There are all different reasons; some legit some not. It's wrong to assert that everyone should just work out their differences and never divorce.

Posted by: Army Brat | May 16, 2007 9:23 AM

my fil had an affair when my husband was 4 years old & his parents divorced over it. both of my husband's parents remarried & all 4 of them would take vacations together with the children. as to what my fil would say if asked why he divorced my mil; he answers the question honestly "i made a stupid mistake and had an affair." one of the things i admire about my fil is that even after 40 years he does not gloss over the truth.

Posted by: quark | May 16, 2007 9:30 AM

"I have taught a number of students over the years who live with this arrangement, and it's not all that beneficial for the child. We only see the confusion and disorganization as it relates to school. For example, you have NO IDEA how many times teachers in our school have assigned work when dad had the child, which was due when mom had the child, and the reason we are given when we send home a note about the missing assignment(s) is because dad didn't tell mom about the work, or vice versa"

Wait isn't my child responsible for doing their assignments? Are you saying at your school you assume the parents are responsible making sure homework is done and if it is not the parents not the child is responsible? That you don't trust the kids to tell the parents that they have homework? We have never had this problem (maybe because my daughter was in 5th grade when we split and old enough to know when the teacher said something was due she was responsible for telling both of us). Also, my ex and I do talk about school and other activities regularly. Actually my daughter got her laptop specifically for this reason - she had to start a project/paper at one house and need to finish it at another.

Posted by: Divorced mom of 1 | May 16, 2007 9:31 AM

I've often been under the impression that the increased divorce rate is due to a increased value placed on marriage, or at least a kind of idolization of marriage. Speaking as someone still in the under 30 crowd, I've seen many divorces come quite quickly after marriage among my peers. In most cases, this is due to a phenomenon of "rushing to marraige" rather than being unfaithful, or finances. It is also, fortunately, the exception rather than the rule that the couples I am thinking of have children.

As to 50/50 custody, I could definately see how it could work well. Though I must admit that the adults who I know who were children when their parents got divorced and were part of a 50/50 custody deal all, eventually, ended up living with their mothers by the time they were in high school.

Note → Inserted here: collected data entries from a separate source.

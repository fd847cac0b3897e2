//! # bond-escrow — Voting-escrow ledger of decaying bonded balances.
//!
//! All calculations use integer arithmetic only for determinism.
//!
//! - **Checkpoint index**: append-only histories of decay lines with
//!   binary-search lookup by timestamp or block.
//! - **Slope schedule**: slopes that stop decaying at future lock-period
//!   boundaries, so the global line never has to visit every account.
//! - **Ledger**: locks, per-account and global checkpoints, and the
//!   replay of pending slope changes that precedes every mutation.

pub mod checkpoint;
pub mod ledger;
pub mod schedule;

pub use checkpoint::CheckpointHistory;
pub use ledger::{replay_pending, supply_at, EscrowLedger, LedgerParams, Replay};
pub use schedule::SlopeSchedule;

Posted by: David S | May 16, 2007 9:33 AM

More people are divorcing because they are living longer, and as many of you posted before on this blog, children are living with us for maybe 20 years -- a quarter of our lives (optimistically). We have to think about our personal fulfilment, not just about perpetuation of our genes. My MIL divorced her husband 30 years ago. He died 20 years ago, when she was 60. Her new husband is still around, and pretty active. Do you think it would be better for HER to stay a lonely widow for the past 20 years, not even mentioning stay in a troubled marriage? Her kids did not like the divorce back then, but they feel about it very differently now, when their mother's family is self-supporting.

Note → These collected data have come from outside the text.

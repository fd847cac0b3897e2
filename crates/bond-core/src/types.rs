//! Core protocol types: accounts, execution stamps, locks and decay lines.
//!
//! Token amounts are `u128` base units. Decay lines use signed `i128` so that
//! intermediate `bias - slope * dt` values can dip below zero before clamping.

use serde::{Deserialize, Deserializer, Serialize, Serializer};
use std::fmt;
use std::str::FromStr;

use crate::constants::LOCK_PERIOD_SECS;
use crate::error::InputError;

/// A 20-byte account identifier. Text and serde forms are `0x`-prefixed hex.
#[derive(Clone, Copy, Debug, PartialEq, Eq, Hash, PartialOrd, Ord, Default)]
pub struct Address(pub [u8; 20]);

impl Address {
    /// The zero address. Never a valid account or recipient.
    pub const ZERO: Self = Self([0u8; 20]);

    pub fn from_bytes(bytes: [u8; 20]) -> Self {
        Self(bytes)
    }

    pub fn as_bytes(&self) -> &[u8; 20] {
        &self.0
    }

    pub fn is_zero(&self) -> bool {
        self.0 == [0u8; 20]
    }

    /// Reject the zero address.
    pub fn ensure_nonzero(&self) -> Result<(), InputError> {
        if self.is_zero() {
            return Err(InputError::ZeroAddress);
        }
        Ok(())
    }
}

impl fmt::Display for Address {
    fn fmt(&self, f: &mut fmt::Formatter<'_>) -> fmt::Result {
        write!(f, "0x{}", hex::encode(self.0))
    }
}

impl FromStr for Address {
    type Err = hex::FromHexError;

    fn from_str(s: &str) -> Result<Self, Self::Err> {
        let digits = s.strip_prefix("0x").unwrap_or(s);
        let mut bytes = [0u8; 20];
        hex::decode_to_slice(digits, &mut bytes)?;
        Ok(Self(bytes))
    }
}

impl Serialize for Address {
    fn serialize<S: Serializer>(&self, serializer: S) -> Result<S::Ok, S::Error> {
        serializer.collect_str(self)
    }
}

impl<'de> Deserialize<'de> for Address {
    fn deserialize<D: Deserializer<'de>>(deserializer: D) -> Result<Self, D::Error> {
        let s = String::deserialize(deserializer)?;
        s.parse().map_err(serde::de::Error::custom)
    }
}

impl From<[u8; 20]> for Address {
    fn from(bytes: [u8; 20]) -> Self {
        Self(bytes)
    }
}

/// Execution context of a call: wall-clock seconds and block height.
#[derive(Serialize, Deserialize, Clone, Copy, Debug, PartialEq, Eq, Hash, Default)]
pub struct BlockStamp {
    pub timestamp: u64,
    pub block: u64,
}

impl BlockStamp {
    pub fn new(timestamp: u64, block: u64) -> Self {
        Self { timestamp, block }
    }
}

/// Locked amount and aligned unlock time of one account.
///
/// `end == 0` means there is no active lock.
#[derive(Serialize, Deserialize, Clone, Copy, Debug, PartialEq, Eq, Default)]
pub struct Lock {
    pub amount: u128,
    pub end: u64,
}

impl Lock {
    pub fn is_empty(&self) -> bool {
        self.amount == 0 && self.end == 0
    }

    /// Whether the lock still contributes a bonded balance at `now`.
    pub fn is_active_at(&self, now: u64) -> bool {
        self.amount > 0 && self.end > now
    }
}

/// One linear segment of a decaying balance:
/// `balance(t) = max(0, bias - slope * (t - ts))`.
#[derive(Serialize, Deserialize, Clone, Copy, Debug, PartialEq, Eq, Default)]
pub struct Point {
    pub bias: i128,
    pub slope: i128,
    pub ts: u64,
    pub blk: u64,
}

impl Point {
    pub fn zero_at(stamp: BlockStamp) -> Self {
        Self { bias: 0, slope: 0, ts: stamp.timestamp, blk: stamp.block }
    }

    /// Evaluate the line at `t`, clamped at zero.
    ///
    /// Times before `ts` are evaluated at `ts`: a checkpoint never describes
    /// the balance before it was written.
    pub fn value_at(&self, t: u64) -> u128 {
        let dt = t.saturating_sub(self.ts) as i128;
        let value = self.bias.saturating_sub(self.slope.saturating_mul(dt));
        if value > 0 { value as u128 } else { 0 }
    }
}

/// Round a timestamp down to the lock period boundary.
///
/// # Examples
///
/// ```
/// use bond_core::types::align_to_period;
/// use bond_core::constants::LOCK_PERIOD_SECS;
/// assert_eq!(align_to_period(LOCK_PERIOD_SECS + 5), LOCK_PERIOD_SECS);
/// ```
pub fn align_to_period(t: u64) -> u64 {
    (t / LOCK_PERIOD_SECS) * LOCK_PERIOD_SECS
}

/// The three most recent epochs at which an account's utilization changed.
///
/// A zero pointer is indistinguishable from "active at epoch 0"; both resolve
/// to the cumulative value at epoch 0.
#[derive(Serialize, Deserialize, Clone, Copy, Debug, PartialEq, Eq, Default)]
pub struct ActiveEpochPointers {
    pub last: u64,
    pub previous: u64,
    pub previous_previous: u64,
}

impl ActiveEpochPointers {
    pub fn new(last: u64, previous: u64, previous_previous: u64) -> Self {
        Self { last, previous, previous_previous }
    }

    /// Whether the account has ever recorded activity after epoch 0.
    pub fn never_active(&self) -> bool {
        self.last == 0 && self.previous == 0 && self.previous_previous == 0
    }

    /// Record activity at `epoch`, shifting older pointers down.
    pub fn record(&mut self, epoch: u64) {
        if epoch == self.last {
            return;
        }
        self.previous_previous = self.previous;
        self.previous = self.last;
        self.last = epoch;
    }
}
//! Cross-crate test suite for trust bonding.
//!
//! Integration tests drive the escrow ledger, the emission engine and the
//! service together: the reference scenarios, claim idempotency, pause
//! behaviour, and randomized conservation and decay properties.

pub mod helpers;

My parents did not divorce, but it would have been better if they did. I always knew that my late mother stiffled my father's plans and ideas. He would have been better off on his own, and we would have had better relationships. As it was, my father's bitterness about my mother influencing his decisions translated into negative feeling about his kids.

Posted by: Anonymous | May 16, 2007 9:34 AM

I was divorced several years ago after I found my husband having an affair with a co-worker. The divorce was very nasty and he continues to be as difficult as possible. We have joint custody with a 50/50 schedule (5/2/2). It is awful for me as well as the children. They hate going back and forth on school days and would prefer to be in one place during the week. Our divorce agreement calls for us to see a parent coordinator when there are parenting issues we cannot agree upon. Needless to say there are many, including where the kids should go to school, what sports they should play, how frequently they should be allowed to speak to their mom (for a year and a half he would not allow the children to call me while they were in his care), summer and vacation schedules, etc. He does not communicate with me about anything, even had my daughter's teeth pulled without telling me. He refuses to see the parent coordinator. So, we just continue with the status quo because I cannot afford the retainer for a lawyer. He knows this and uses it to his advantage. My kids are suffering and so am I.

I believe some divorces work when both parents can behave like adults and work together as co-parents. Clearly, not the case with my situation.

Posted by: dcdivorcee | May 16, 2007 9:34 AM

We're a former military family- I've seen countless divorces and I'm only 31 years old.

In all cases- the wives take the kids and move back home to their parents- where ever that may be: Germany, England, Pennsylvania, South Carolina. AKA, thousands of miles away from the dads.

I think military divorce has to, hands down, be the most difficult for kids. The wives have no financial choice but to move back in with her parents- they are obviously not going to move every few years with the ex husbands (the stress of moves is a big marriage issue) and the military has absolutely NO support of any kind set up for civilian wives. NONE. They won't even pay to move the kid's things to a new house! (Unless the service member gives up money for his next move)

I could write a book about this, but military divorce is extremely hard. The kids will most likely rarely see their dad (or never in some cases)Money is extremely tight.

I also read that Outlook article and it is so unbelievably sad to see these parents out defending this country to come back to their kids being gone. There is a reason they got custody in the first place!

Posted by: SAHMbacktowork | May 16, 2007 9:36 AM

Foamgnome,

STBX = soon-to-be-ex
LBS = left-behind spouse (usually indicates someone had a new "friend" lined up or already in a new bed)
WS = wandering spouse (partner of LBS)

Posted by: Maryland Mother | May 16, 2007 9:40 AM

dcdivorcee: just a suggestion, and you may have already done this - legal aid may be able to help, or give you some direction in the matter.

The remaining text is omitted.